Tokyo’s recipe against low birth rate: "Work 4 days a week"

The Tokyo metropolitan government will allow its staff to work four days a week: this is an experiment that will start next April and designed to reverse the country’s low birth rate, considering the fact that the Japanese population is towards the 16th consecutive year of decline.

L’approccio “four-on, three-off” based on work-life balance allows citizens of the largest metropolis in the world to change their working hours to completely free up one day of their choice each week. We will start with the municipal administration employees. Increased free time and greater flexibility should, in theory, make raising children less daunting.

 

“We will continue to review our work style flexibly, so that no one has to sacrifice their career due to life events such as childbirth and childcare,” Tokyo Governor Yuriko Koike said during the latest town assembly meeting.

 

Tokyo’s four-day week experiment follows similar programs in local governments in prefectures and cities across Japan.

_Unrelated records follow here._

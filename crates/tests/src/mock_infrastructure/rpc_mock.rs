//! RPC Mock Builder for ledger node JSON-RPC testing
//!
//! Wraps mockito to provide `getSlot`/`getBlock` response builders.

use base64::Engine;
use mockito::{Matcher, Mock, Server, ServerGuard};
use serde_json::{json, Value};

/// Builder for creating mock ledger node responses.
///
/// Uses mockito internally but provides node-specific helpers.
pub struct RpcMockBuilder {
    server: ServerGuard,
    mocks: Vec<Mock>,
}

impl RpcMockBuilder {
    /// Creates a new RPC mock builder with a fresh mockito server.
    pub async fn new() -> Self {
        Self { server: Server::new_async().await, mocks: Vec::new() }
    }

    /// Returns the URL of the mock server.
    #[must_use]
    pub fn url(&self) -> String {
        self.server.url()
    }

    fn mock_result(&mut self, matcher: Matcher, result: &Value) -> &mut Self {
        let mock = self
            .server
            .mock("POST", "/")
            .match_body(matcher)
            .with_status(200)
            .with_header("content-type", "application/json")
            .with_body(
                json!({
                    "jsonrpc": "2.0",
                    "id": 1,
                    "result": result
                })
                .to_string(),
            )
            .create();

        self.mocks.push(mock);
        self
    }

    /// Mocks a `getSlot` request.
    pub fn mock_get_slot(&mut self, slot: u64) -> &mut Self {
        self.mock_result(Matcher::Regex(r#""method"\s*:\s*"getSlot""#.to_string()), &json!(slot))
    }

    /// Mocks a `getBlock` request for `slot`.
    pub fn mock_get_block(&mut self, slot: u64, block: &Value) -> &mut Self {
        self.mock_result(
            Matcher::Regex(format!(r#""method"\s*:\s*"getBlock".*"params"\s*:\s*\[{slot},"#)),
            block,
        )
    }

    /// Mocks an RPC error response.
    pub fn mock_rpc_error(&mut self, method: &str, code: i64, message: &str) -> &mut Self {
        let mock = self
            .server
            .mock("POST", "/")
            .match_body(Matcher::Regex(format!(r#""method"\s*:\s*"{method}""#)))
            .with_status(200)
            .with_header("content-type", "application/json")
            .with_body(
                json!({
                    "jsonrpc": "2.0",
                    "id": 1,
                    "error": {
                        "code": code,
                        "message": message
                    }
                })
                .to_string(),
            )
            .create();

        self.mocks.push(mock);
        self
    }

    /// Mocks a server error (500).
    pub fn mock_server_error(&mut self) -> &mut Self {
        let mock = self
            .server
            .mock("POST", "/")
            .with_status(500)
            .with_body("Internal Server Error")
            .create();

        self.mocks.push(mock);
        self
    }

    /// Mocks a 200 response whose body is not JSON-RPC.
    pub fn mock_garbage(&mut self, method: &str) -> &mut Self {
        let mock = self
            .server
            .mock("POST", "/")
            .match_body(Matcher::Regex(format!(r#""method"\s*:\s*"{method}""#)))
            .with_status(200)
            .with_body("<html>maintenance</html>")
            .create();

        self.mocks.push(mock);
        self
    }

    /// Returns a reference to the underlying mockito server for advanced mocking.
    pub fn get_server(&mut self) -> &mut mockito::ServerGuard {
        &mut self.server
    }

    /// Verifies all mocks were called.
    #[must_use]
    pub fn verify_all_called(&self) -> bool {
        self.mocks.iter().all(mockito::Mock::matched)
    }
}

/// Builder for constructing `getBlock` results.
pub struct BlockResponseBuilder {
    slot: u64,
    blockhash: String,
    previous_blockhash: String,
    block_time: Option<i64>,
    transactions: Vec<Value>,
    rewards: Vec<Value>,
}

impl BlockResponseBuilder {
    /// Creates a new block response builder for `slot`.
    #[must_use]
    pub fn new(slot: u64) -> Self {
        Self {
            slot,
            blockhash: format!("HASH{slot:040}"),
            previous_blockhash: format!("HASH{:040}", slot.saturating_sub(1)),
            block_time: Some(1_700_000_000 + i64::try_from(slot).unwrap_or(0)),
            transactions: Vec::new(),
            rewards: Vec::new(),
        }
    }

    /// Sets a custom block hash.
    #[must_use]
    pub fn with_blockhash(mut self, hash: impl Into<String>) -> Self {
        self.blockhash = hash.into();
        self
    }

    /// Sets a custom block time, or none.
    #[must_use]
    pub fn with_block_time(mut self, block_time: Option<i64>) -> Self {
        self.block_time = block_time;
        self
    }

    /// Adds a transaction with the given raw payload and fee.
    #[must_use]
    pub fn with_transaction(mut self, payload: &[u8], fee: u64) -> Self {
        self.transactions.push(json!({
            "meta": {
                "err": null,
                "fee": fee,
                "preBalances": [1_000_000, 0],
                "postBalances": [1_000_000 - fee, 0],
                "logMessages": [],
                "innerInstructions": [],
                "status": {"Ok": null}
            },
            "transaction": [base64::engine::general_purpose::STANDARD.encode(payload), "base64"]
        }));
        self
    }

    /// Adds a transaction whose payload uses a different encoding.
    #[must_use]
    pub fn with_raw_transaction(mut self, data: &str, encoding: &str) -> Self {
        self.transactions.push(json!({
            "meta": null,
            "transaction": [data, encoding]
        }));
        self
    }

    /// Adds a reward entry.
    #[must_use]
    pub fn with_reward(mut self, pubkey: &str, lamports: i64) -> Self {
        self.rewards.push(json!({
            "pubkey": pubkey,
            "lamports": lamports,
            "postBalance": 1_000_000_000i64 + lamports,
            "rewardType": "Fee",
            "commission": null
        }));
        self
    }

    /// Builds the block result JSON.
    #[must_use]
    pub fn build(self) -> Value {
        json!({
            "blockhash": self.blockhash,
            "blockTime": self.block_time,
            "blockHeight": self.slot.saturating_sub(10),
            "previousBlockhash": self.previous_blockhash,
            "parentSlot": self.slot.saturating_sub(1),
            "transactions": self.transactions,
            "rewards": self.rewards
        })
    }
}

#[cfg(test)]
mod tests {
    use super::*;

    #[tokio::test]
    async fn test_rpc_mock_builder_creation() {
        let mock = RpcMockBuilder::new().await;
        assert!(!mock.url().is_empty());
    }

    #[test]
    fn test_block_response_builder() {
        let block = BlockResponseBuilder::new(100).with_transaction(b"tx", 5000).build();
        assert_eq!(block["parentSlot"], 99);
        assert_eq!(block["transactions"][0]["transaction"][1], "base64");
        assert_eq!(block["transactions"][0]["meta"]["fee"], 5000);
    }

    #[test]
    fn test_block_response_with_custom_hash() {
        let block = BlockResponseBuilder::new(100).with_blockhash("CUSTOM").build();
        assert_eq!(block["blockhash"], "CUSTOM");
    }
}
//! Round result types.

use crate::{
    block::BlockRecord,
    upstream::{Endpoint, UpstreamError},
};
use serde::{ser::SerializeStruct, Serialize, Serializer};

/// A value returned by one endpoint for one query.
#[derive(Debug, Clone, PartialEq, Serialize)]
pub struct Observation<T> {
    pub endpoint: Endpoint,
    pub value: T,
}

impl<T> Observation<T> {
    #[must_use]
    pub fn new(endpoint: Endpoint, value: T) -> Self {
        Self { endpoint, value }
    }
}

/// An endpoint whose query failed during a round.
#[derive(Debug)]
pub struct EndpointFailure {
    pub endpoint: Endpoint,
    pub error: UpstreamError,
}

impl Serialize for EndpointFailure {
    fn serialize<S: Serializer>(&self, serializer: S) -> Result<S::Ok, S::Error> {
        let mut state = serializer.serialize_struct("EndpointFailure", 3)?;
        state.serialize_field("endpoint", &self.endpoint)?;
        state.serialize_field("kind", self.error.kind())?;
        state.serialize_field("error", &self.error.to_string())?;
        state.end()
    }
}

/// Everything a fan-out produced, in endpoint-set order.
#[derive(Debug)]
pub struct FanOutResult<T> {
    /// Number of endpoints queried (T).
    pub attempted: usize,
    pub successes: Vec<Observation<T>>,
    pub failures: Vec<EndpointFailure>,
}

/// Endpoints whose values share an equality key.
///
/// `agreement_count` is N, the number of members; `total_queried` is T, the
/// size of the endpoint set at round start, identical for every class of a
/// round.
#[derive(Debug, Clone)]
pub struct EqualityClass<K, T> {
    pub key: K,
    /// Value of the first member.
    pub representative: T,
    /// Members in endpoint-set order.
    pub members: Vec<Observation<T>>,
    pub agreement_count: usize,
    pub total_queried: usize,
}

impl<K, T> EqualityClass<K, T> {
    /// Endpoints belonging to this class.
    pub fn endpoints(&self) -> impl Iterator<Item = &Endpoint> {
        self.members.iter().map(|m| &m.endpoint)
    }

    /// Agreement as a fraction of all endpoints queried.
    #[must_use]
    pub fn agreement_ratio(&self) -> f64 {
        if self.total_queried == 0 {
            return 0.0;
        }
        #[allow(clippy::cast_precision_loss)]
        let ratio = self.agreement_count as f64 / self.total_queried as f64;
        ratio
    }
}

// Members are reported by endpoint only; the representative carries the value.
impl<K: Serialize, T: Serialize> Serialize for EqualityClass<K, T> {
    fn serialize<S: Serializer>(&self, serializer: S) -> Result<S::Ok, S::Error> {
        let endpoints: Vec<&Endpoint> = self.endpoints().collect();
        let mut state = serializer.serialize_struct("EqualityClass", 5)?;
        state.serialize_field("key", &self.key)?;
        state.serialize_field("agreement_count", &self.agreement_count)?;
        state.serialize_field("total_queried", &self.total_queried)?;
        state.serialize_field("endpoints", &endpoints)?;
        state.serialize_field("representative", &self.representative)?;
        state.end()
    }
}

/// Slot-round class, keyed by the slot number itself.
pub type SlotClass = EqualityClass<u64, u64>;

/// Block-round class, keyed by block hash.
pub type BlockClass = EqualityClass<String, BlockRecord>;

/// Content comparison of one endpoint's block against its class reference.
#[derive(Debug, Clone, PartialEq, Eq, Serialize)]
pub struct ContentVerdict {
    pub endpoint: Endpoint,
    pub is_reference: bool,
    pub matches_reference: bool,
}

/// Comparator output for one block class.
#[derive(Debug, Clone, Serialize)]
pub struct ClassComparison {
    pub blockhash: String,
    pub reference: Endpoint,
    pub verdicts: Vec<ContentVerdict>,
}

impl ClassComparison {
    /// Members whose content differs from the reference despite sharing its hash.
    #[must_use]
    pub fn mismatches(&self) -> usize {
        self.verdicts.iter().filter(|v| !v.matches_reference).count()
    }
}

/// Outcome of the slot round.
#[derive(Debug, Serialize)]
pub struct SlotRoundOutcome {
    pub attempted: usize,
    pub failures: Vec<EndpointFailure>,
    /// Ranked, strongest agreement first.
    pub classes: Vec<SlotClass>,
}

impl SlotRoundOutcome {
    /// The most agreed-upon slot class, if any endpoint answered.
    #[must_use]
    pub fn winner(&self) -> Option<&SlotClass> {
        self.classes.first()
    }

    /// Number of endpoints that produced a slot.
    #[must_use]
    pub fn responded(&self) -> usize {
        self.classes.iter().map(|c| c.agreement_count).sum()
    }
}

/// Where the block-round slot came from.
#[derive(Debug, Clone, Copy, PartialEq, Eq, Serialize)]
#[serde(rename_all = "snake_case")]
pub enum SlotSource {
    Quorum,
    Override,
}

/// Slot selected for the block round.
#[derive(Debug, Clone, Copy, PartialEq, Eq, Serialize)]
pub struct SlotChoice {
    pub slot: u64,
    pub source: SlotSource,
}

/// Outcome of the block round.
#[derive(Debug, Serialize)]
pub struct BlockRoundOutcome {
    pub slot: u64,
    pub attempted: usize,
    pub failures: Vec<EndpointFailure>,
    /// Ranked, strongest agreement first.
    pub classes: Vec<BlockClass>,
    /// One comparison per class, in the same order as `classes`.
    pub comparisons: Vec<ClassComparison>,
}

impl BlockRoundOutcome {
    /// Number of distinct block-content variants observed for the slot.
    #[must_use]
    pub fn variants(&self) -> usize {
        self.classes.len()
    }

    /// The most agreed-upon block class, if any endpoint answered.
    #[must_use]
    pub fn winner(&self) -> Option<&BlockClass> {
        self.classes.first()
    }
}

/// Result of one complete pass.
#[derive(Debug, Serialize)]
pub struct RunReport {
    pub endpoints: usize,
    pub slot_round: SlotRoundOutcome,
    /// `None` when no endpoint reported a slot and no override was given.
    pub chosen: Option<SlotChoice>,
    pub block_round: Option<BlockRoundOutcome>,
}

impl RunReport {
    /// Whether the pass reached the block round.
    #[must_use]
    pub fn reached_block_round(&self) -> bool {
        self.block_round.is_some()
    }
}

Globally, 4 Day Week Global, a UK-based non-profit organization that promotes the many benefits of a shorter working week and has conducted pilot experiments in 20 countries to evaluate the impact of a shorter working week, is already operational. policy that often meets strong resistance from traditionalists.

 

The founders of 4 Day Week Global described the step taken by the Tokyo Metropolitan Government as “extraordinary, in a country that has a reputation for being inflexible in this field and which has a real word – karoshi – which indicates death from overwork”. The founder Charlotte Lockhart explained that where this protocol is implemented, “productivity increases, the ability to attract and retain staff improves and sick days are halved.”